Folding@home

Le projet 6318 est pour le client Folding@home "classique".

Le domaine SH3 est une molécule que l'on trouve dans des systèmes biologiques nombreux et variés. Il fait généralement partie d'un plus vaste complexe qui permet d'intégrer des signaux cellulaires. Sa fonction principale est de moduler et de réguler la signalisation en liant de façon transitoire une certaine catégorie de motifs de polyproline. La spécificité des différentes formes de SH3, pour certains motifs peptidiques, peut varier considérablement, et de grandes connaissances dans les réseaux de signalisation cellulaire pourraient être acquises par la prévision informatique des affinités de la "sequence-dependent".

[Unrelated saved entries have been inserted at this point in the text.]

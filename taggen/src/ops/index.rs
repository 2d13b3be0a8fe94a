//! Index operation - the barrel file for a directory of generated modules.

use std::path::Path;

use eyre::{Context, Result};
use taggen_codegen_js::IndexFile;
use taggen_core::{Config, GeneratedFile, WriteResult};

use crate::reports::{IndexReport, IndexResult};

/// Scan `dir` and write (or preview) its index file.
///
/// A missing or empty directory is not an error; the report says there was
/// nothing to index.
pub fn generate_index_file(dir: &Path, config: &Config, dry_run: bool) -> Result<IndexReport> {
    let path = dir.join(&config.index.file_name);
    let index = IndexFile::scan(dir, &config.index)
        .wrap_err_with(|| format!("Failed to index '{}'", dir.display()))?;

    let Some(mut index) = index else {
        return Ok(IndexReport {
            path,
            result: IndexResult::Empty,
        });
    };
    if config.emit.header {
        index = index.with_banner();
    }

    let exports = index
        .entries()
        .iter()
        .map(|entry| format!("{} from {}", entry.export_name, entry.module))
        .collect();
    let result = if dry_run {
        IndexResult::Preview {
            exports,
            content: index.contents(),
        }
    } else {
        let written = index
            .write(dir)
            .wrap_err_with(|| format!("Failed to write '{}'", path.display()))?;
        IndexResult::Written {
            exports,
            unchanged: matches!(written, WriteResult::Unchanged),
        }
    };

    Ok(IndexReport { path, result })
}
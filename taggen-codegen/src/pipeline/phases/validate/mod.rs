//! Validate phase - runs lints on the definition.

mod lint;
pub mod lints;

use eyre::{Result, bail};
pub use lint::Lint;
pub use lints::{DuplicateFunctionLint, FieldShadowingLint, FunctionOverrideLint, TypeNamingLint};

use crate::pipeline::{CompilationContext, Phase, Severity};

/// Runs every configured lint. Warnings pass; any error diagnostic fails the
/// phase.
pub struct ValidatePhase {
    lints: Vec<Box<dyn Lint>>,
}

impl ValidatePhase {
    /// The phase with the built-in lints.
    pub fn new() -> Self {
        Self {
            lints: vec![
                Box::new(TypeNamingLint),
                Box::new(FieldShadowingLint),
                Box::new(FunctionOverrideLint),
                Box::new(DuplicateFunctionLint),
            ],
        }
    }

}

impl Default for ValidatePhase {
    fn default() -> Self {
        Self::new()
    }
}

impl Phase for ValidatePhase {
    fn name(&self) -> &'static str {
        "validate"
    }

    fn run(&self, ctx: &mut CompilationContext) -> Result<()> {
        for lint in &self.lints {
            lint.check(&ctx.definition, &ctx.parsed.functions, &mut ctx.diagnostics);
        }

        let errors = ctx.count(Severity::Error);
        if errors > 0 {
            bail!("{} failed validation with {} error(s)", ctx.type_name(), errors);
        }

        Ok(())
    }
}
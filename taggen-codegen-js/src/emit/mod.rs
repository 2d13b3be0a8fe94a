//! JavaScript for validated type definitions.

mod fields;
mod imports;
mod tagged;
mod tagged_sum;

pub use imports::module_imports;
pub use tagged::emit_tagged;
pub use tagged_sum::emit_tagged_sum;
use taggen_codegen::{CodeFragment, Renderable, TypeAnalysis};
use taggen_core::EmitConfig;
use taggen_schema::{FunctionInfo, TypeDefinition};

use crate::code_file::RawCode;

/// Body sections for a definition, followed by one section per attached
/// helper function.
pub fn emit(
    definition: &TypeDefinition,
    analysis: &TypeAnalysis,
    functions: &[FunctionInfo],
    config: &EmitConfig,
) -> Vec<Vec<CodeFragment>> {
    let constructors = analysis
        .constructors
        .iter()
        .zip(definition.field_maps().into_iter().map(|(_, fields)| fields));

    let mut sections = match definition {
        TypeDefinition::Tagged { .. } => constructors
            .flat_map(|(constructor, fields)| emit_tagged(constructor, fields))
            .collect(),
        TypeDefinition::TaggedSum { .. } => emit_tagged_sum(analysis, constructors, config.firestore),
    };

    sections.extend(functions.iter().map(|function| {
        RawCode::new(format!(
            "{}.{} = {}",
            function.type_name, function.function_name, function.source_code
        ))
        .to_fragments()
    }));
    sections
}
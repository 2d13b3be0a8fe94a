//! Loading and compiling one definition file.

use std::path::Path;

use eyre::{Context, Result};
use taggen_codegen::pipeline::{CompilationContext, Diagnostic, Pipeline, Severity, SnapshotPlugin};
use taggen_core::Config;
use taggen_schema::{ParseResult, TypeDefinition, parse_file};

/// Parse and validate a `.type.js` file.
pub fn load(input: &Path, config: &Config) -> taggen_schema::Result<(ParseResult, TypeDefinition)> {
    let parsed = parse_file(input, &config.imports)?;
    let definition = parsed.validate()?;
    Ok((parsed, definition))
}

/// Run the pipeline, snapshotting every phase into `visualize` when given.
pub fn compile(
    parsed: ParseResult,
    definition: TypeDefinition,
    visualize: Option<&Path>,
) -> Result<CompilationContext> {
    let mut pipeline = Pipeline::new();
    if let Some(dir) = visualize {
        pipeline = pipeline.plugin(SnapshotPlugin::with_output_dir(dir));
    }
    pipeline.run(parsed, definition).wrap_err("Pipeline failed")
}

/// Messages of every diagnostic with the given severity, locations included.
pub fn messages(ctx: &CompilationContext, severity: Severity) -> Vec<String> {
    ctx.diagnostics
        .iter()
        .filter(|d| d.severity == severity)
        .map(describe)
        .collect()
}

fn describe(diag: &Diagnostic) -> String {
    match &diag.location {
        Some(loc) => format!("{}\n  --> {}", diag.message, loc),
        None => diag.message.clone(),
    }
}
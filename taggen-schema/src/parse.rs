//! Parsing a `.type.js` file into a raw definition with its imports and
//! attached functions.

use std::{
    path::{Path, PathBuf},
    rc::Rc,
};

use indexmap::IndexMap;
use serde::Serialize;
use taggen_core::ImportConfig;

use crate::{
    Error, Result,
    ast::{Expr, ImportSpecifier},
    definition::TypeDefinition,
    error::SourceContext,
    resolve::{ModuleScope, Resolver},
    syntax::Span,
    validate::validate,
    value::Value,
};

/// One import declaration of the definition file, in document order.
#[derive(Debug, Clone, PartialEq, Eq, Serialize)]
pub struct ImportInfo {
    pub source: String,
    pub specifiers: Vec<ImportSpecifier>,
}

/// A function assigned onto the definition, e.g. `Coord.add = (a, b) => ...`.
#[derive(Debug, Clone, PartialEq, Eq, Serialize)]
#[serde(rename_all = "camelCase")]
pub struct FunctionInfo {
    pub type_name: String,
    pub function_name: String,
    /// Right-hand side verbatim.
    pub source_code: String,
}

/// The exported definition object, with every value resolved.
#[derive(Debug, Clone, PartialEq, Serialize)]
#[serde(rename_all = "camelCase")]
pub struct RawDefinition {
    /// Name of the exported binding.
    pub export_name: String,
    pub properties: IndexMap<String, Value>,
    #[serde(skip)]
    pub span: Span,
}

#[derive(Debug, Clone, Serialize)]
#[serde(rename_all = "camelCase")]
pub struct ParseResult {
    pub path: PathBuf,
    pub definition: RawDefinition,
    pub imports: Vec<ImportInfo>,
    pub functions: Vec<FunctionInfo>,
    #[serde(skip)]
    pub source: SourceContext,
}

impl ParseResult {
    /// Validate the raw definition against the file it came from.
    pub fn validate(&self) -> Result<TypeDefinition> {
        validate(&self.definition, &self.source)
    }
}

/// Parse a definition file from the given path
pub fn parse_file(path: impl AsRef<Path>, config: &ImportConfig) -> Result<ParseResult> {
    let path = path.as_ref();
    let content = std::fs::read_to_string(path).map_err(|e| {
        Box::new(Error::Io {
            path: path.to_path_buf(),
            source: e,
        })
    })?;
    parse_str_with_filename(&content, path, config)
}

/// Parse definition source (uses "definition.type.js" as default filename)
pub fn parse_str(content: &str, config: &ImportConfig) -> Result<ParseResult> {
    parse_str_with_filename(content, "definition.type.js", config)
}

/// Parse definition source with a path for error reporting. Relative imports
/// are resolved against the path's directory.
pub fn parse_str_with_filename(
    content: &str,
    path: impl AsRef<Path>,
    config: &ImportConfig,
) -> Result<ParseResult> {
    let path = path.as_ref();
    let source = SourceContext::new(content, path.display().to_string());
    let scope = Rc::new(ModuleScope::parse(path.to_path_buf(), source.clone())?);

    let candidates: Vec<_> = scope
        .module
        .bindings()
        .filter(|binding| binding.exported && matches!(binding.init, Some(Expr::Object(_))))
        .collect();
    let binding = match candidates.as_slice() {
        [] => return Err(source.missing_definition()),
        [binding] => *binding,
        [first, second, ..] => return Err(source.multiple_definitions(first.span, second.span)),
    };

    let mut resolver = Resolver::new(config);
    resolver.register(Rc::clone(&scope));
    let properties = match &binding.init {
        Some(init) => match resolver.resolve_expr(&scope, init)? {
            Value::Object(properties) => properties,
            _ => IndexMap::new(),
        },
        None => IndexMap::new(),
    };

    let imports = scope
        .module
        .imports()
        .map(|decl| ImportInfo {
            source: decl.source.clone(),
            specifiers: decl.specifiers.clone(),
        })
        .collect();

    let functions = scope
        .module
        .assignments()
        .filter(|assignment| assignment.object == binding.name && assignment.is_function)
        .map(|assignment| FunctionInfo {
            type_name: assignment.object.clone(),
            function_name: assignment.property.clone(),
            source_code: assignment.source.clone(),
        })
        .collect();

    Ok(ParseResult {
        path: path.to_path_buf(),
        definition: RawDefinition {
            export_name: binding.name.clone(),
            properties,
            span: binding.span,
        },
        imports,
        functions,
        source,
    })
}

#[cfg(test)]
mod tests {
    use super::*;
    use crate::{ast::ImportKind, definition::FieldKind};

    fn parse(src: &str) -> Result<ParseResult> {
        parse_str(src, &ImportConfig::default())
    }

    #[test]
    fn test_parse_tagged_file() {
        let result = parse(
            "import { FieldTypes } from '@graffio/types-generation'\n\
             import { Money } from '@app/money'\n\
             \n\
             // A position on the canvas\n\
             export const Coord = {\n\
                 kind: 'tagged',\n\
                 fields: { x: 'Number', y: 'Number', id: FieldTypes.coordId },\n\
             }\n\
             \n\
             Coord.add = (a, b) => Coord(a.x + b.x, a.y + b.y)\n\
             Coord.origin = Coord(0, 0, 'origin')\n",
        )
        .unwrap();

        assert_eq!(result.definition.export_name, "Coord");
        assert_eq!(result.imports.len(), 2);
        assert_eq!(result.imports[0].specifiers[0].kind, ImportKind::Named);
        assert_eq!(
            result.functions,
            vec![FunctionInfo {
                type_name: "Coord".to_string(),
                function_name: "add".to_string(),
                source_code: "(a, b) => Coord(a.x + b.x, a.y + b.y)".to_string(),
            }]
        );

        let TypeDefinition::Tagged { fields, .. } = result.validate().unwrap() else {
            panic!("expected tagged");
        };
        assert!(matches!(fields["id"].kind, FieldKind::Pattern { .. }));
    }

    #[test]
    fn test_missing_definition() {
        let err = parse("export const VERSION = 3\n").unwrap_err();
        assert!(matches!(*err, Error::MissingDefinition { .. }));
    }

    #[test]
    fn test_multiple_definitions() {
        let err = parse(
            "export const A = { kind: 'tagged', fields: {} }\nexport const B = { kind: 'tagged', fields: {} }\n",
        )
        .unwrap_err();
        assert!(matches!(*err, Error::MultipleDefinitions { .. }));
    }

    #[test]
    fn test_unexported_objects_are_not_definitions() {
        let result = parse(
            "const shared = { x: 'Number' }\nexport const Coord = { kind: 'tagged', fields: shared }\n",
        )
        .unwrap();
        assert_eq!(result.definition.export_name, "Coord");
        assert!(result.validate().is_ok());
    }

    #[test]
    fn test_syntax_error_is_reported_with_filename() {
        let err = parse_str_with_filename(
            "export const Coord = { kind: 'tagged', ",
            "coord.type.js",
            &ImportConfig::default(),
        )
        .unwrap_err();
        assert!(matches!(*err, Error::Syntax { .. }));
    }

    #[test]
    fn test_lex_error() {
        let err = parse("export const Coord = { kind: 'tagged }\n").unwrap_err();
        assert!(matches!(*err, Error::Lex { .. }));
    }

    #[test]
    fn test_missing_file() {
        let err = parse_file("does/not/exist.type.js", &ImportConfig::default()).unwrap_err();
        assert!(matches!(*err, Error::Io { .. }));
    }
}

Ces simulations sont conçues pour tester une nouvelle méthode d'échantillonnage, que nous avons développée, appelée "Multi-Scale Fragment Potential" (MSFP). En MSFP, le problème du calcul de la façon dont une chaîne de peptides se lie à la surface d'un récepteur se décompose en plusieurs parties qui peuvent être efficacement parallélisées. Au lieu de simuler l'interaction entre une grande chaîne de polypeptides et un récepteur, nous brisons la chaîne peptidique en petits fragments, et, de manière exhaustive, scannons la surface du récepteur pour construire un potentiel de force moyenne pour chaque fragment. Grâce à cette information chimique détaillée, nous utilisons alors un modèle de chaîne à grains grossiers pour échantillonner la conformation du peptide et l'espace de séquence.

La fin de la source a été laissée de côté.